Importance of endothelial nitric oxide synthase for the hypothermic protection of lungs against ischemia-reperfusion injury

Abstract

The hypothesis that the protective effects of mild hypothermia against the pulmonary ischemia-reperfusion injury are mediated by endothelial nitric oxide synthase was tested. Endothelial nitric oxide synthase knock-out and wild-type mice were sham operated or underwent a 1-hour occlusion of the left pulmonary hilum, followed by 5 hours of reperfusion. Temperature in the left pleural cavity during ischemia was maintained at either 36 degrees C (normothermia) or 32 degrees C (hypothermia). Inflammatory response (myeloperoxidase activity), endothelial barrier function (extravasation of Evans blue-labeled albumin), and endothelial nitric oxide synthase expression and phosphorylation were determined at the end of reperfusion.
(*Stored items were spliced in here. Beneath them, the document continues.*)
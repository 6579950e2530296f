use axum::{
    Router, middleware,
    routing::{get, patch, post},
};

use crate::middleware::auth::authenticate;
use crate::middleware::role::{require_admin, require_tour_guide};
use crate::state::AppState;

use super::controller::{
    accept_booking, create_booking, get_bookings, get_guide_bookings, get_tourist_bookings,
    reject_booking,
};

pub fn init_bookings_router(state: &AppState) -> Router<AppState> {
    let authenticated = Router::new()
        .route("/booking", post(create_booking))
        .route("/booking/{tourist_email}", get(get_tourist_bookings))
        .route_layer(middleware::from_fn_with_state(state.clone(), authenticate));

    let admin = Router::new()
        .route("/booking", get(get_bookings))
        .route_layer(middleware::from_fn_with_state(state.clone(), require_admin))
        .route_layer(middleware::from_fn_with_state(state.clone(), authenticate));

    let tour_guide = Router::new()
        .route("/booking/new/{selected_guide}", get(get_guide_bookings))
        .route("/booking/accept/{id}", patch(accept_booking))
        .route("/booking/reject/{id}", patch(reject_booking))
        .route_layer(middleware::from_fn_with_state(
            state.clone(),
            require_tour_guide,
        ))
        .route_layer(middleware::from_fn_with_state(state.clone(), authenticate));

    authenticated.merge(admin).merge(tour_guide)
}
use anyhow::Context;
use tracing::{info, instrument};
use uuid::Uuid;

use travol_core::AppError;
use travol_db::{Collection, Document, DocumentStore, Filter, InsertOneResult};
use travol_models::{CreatePackageDto, IntoFields};

pub struct PackageService;

impl PackageService {
    #[instrument(skip(store))]
    pub async fn get_packages(store: &dyn DocumentStore) -> Result<Vec<Document>, AppError> {
        store
            .find(Collection::Packages, &Filter::all())
            .await
            .context("Failed to fetch packages")
            .map_err(AppError::database)
    }

    #[instrument(skip(store))]
    pub async fn get_package(
        store: &dyn DocumentStore,
        id: Uuid,
    ) -> Result<Option<Document>, AppError> {
        store
            .find_one(Collection::Packages, &Filter::by_id(id))
            .await
            .context("Failed to fetch package")
            .map_err(AppError::database)
    }

    #[instrument(skip(store, dto), fields(trip_title = %dto.trip_title))]
    pub async fn create_package(
        store: &dyn DocumentStore,
        dto: CreatePackageDto,
    ) -> Result<InsertOneResult, AppError> {
        let result = store
            .insert_one(Collection::Packages, dto.into_fields())
            .await
            .context("Failed to create package")
            .map_err(AppError::database)?;

        info!(id = %result.inserted_id, "Package created");
        Ok(result)
    }
}
//! # Travol Core
//!
//! Foundational types shared across the Travol API:
//!
//! - [`errors`]: Application error type with HTTP response conversion
//! - [`ids`]: Parsing of document identifiers from path segments
//!
//! # Example
//!
//! ```ignore
//! use travol_core::{AppError, parse_document_id};
//!
//! let id = parse_document_id("0f8b6a52-3d7e-4a38-9c51-7b2f0e1d9a44")?;
//! let error = AppError::bad_request(anyhow::anyhow!("price must be positive"));
//! ```

pub mod errors;
pub mod ids;

// Re-export commonly used types at crate root
pub use errors::{AppError, ErrorResponse};
pub use ids::parse_document_id;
After normothermic ischemia both strains had a similar mortality (wild-type, 22.9%; knock-out, 15.4%), which was completely abolished by hypothermia. Endothelial barrier function was disturbed after normothermic ischemia in both wild-type and knock-out mice. Mild hypothermia significantly reduced pulmonary Evans blue extravasation in wild-type mice, but not in knock-out mice. Myeloperoxidase activity increased after normothermic ischemia to the same degree in both strains. This response was significantly attenuated by hypothermia in wild-type mice, but not in knock-out mice. In wild-type mice, endothelial nitric oxide synthase expression and phosphorylation were higher after hypothermic ischemia than after normothermic ischemia. No effect of ischemia on expression of inducible nitric oxide synthase was found in wild-type or knock-out mice. Hypothermic protection against pulmonary ischemia-reperfusion injury is dependent on endothelial nitric oxide synthase and is associated with increased expression and phosphorylation of endothelial nitric oxide synthase.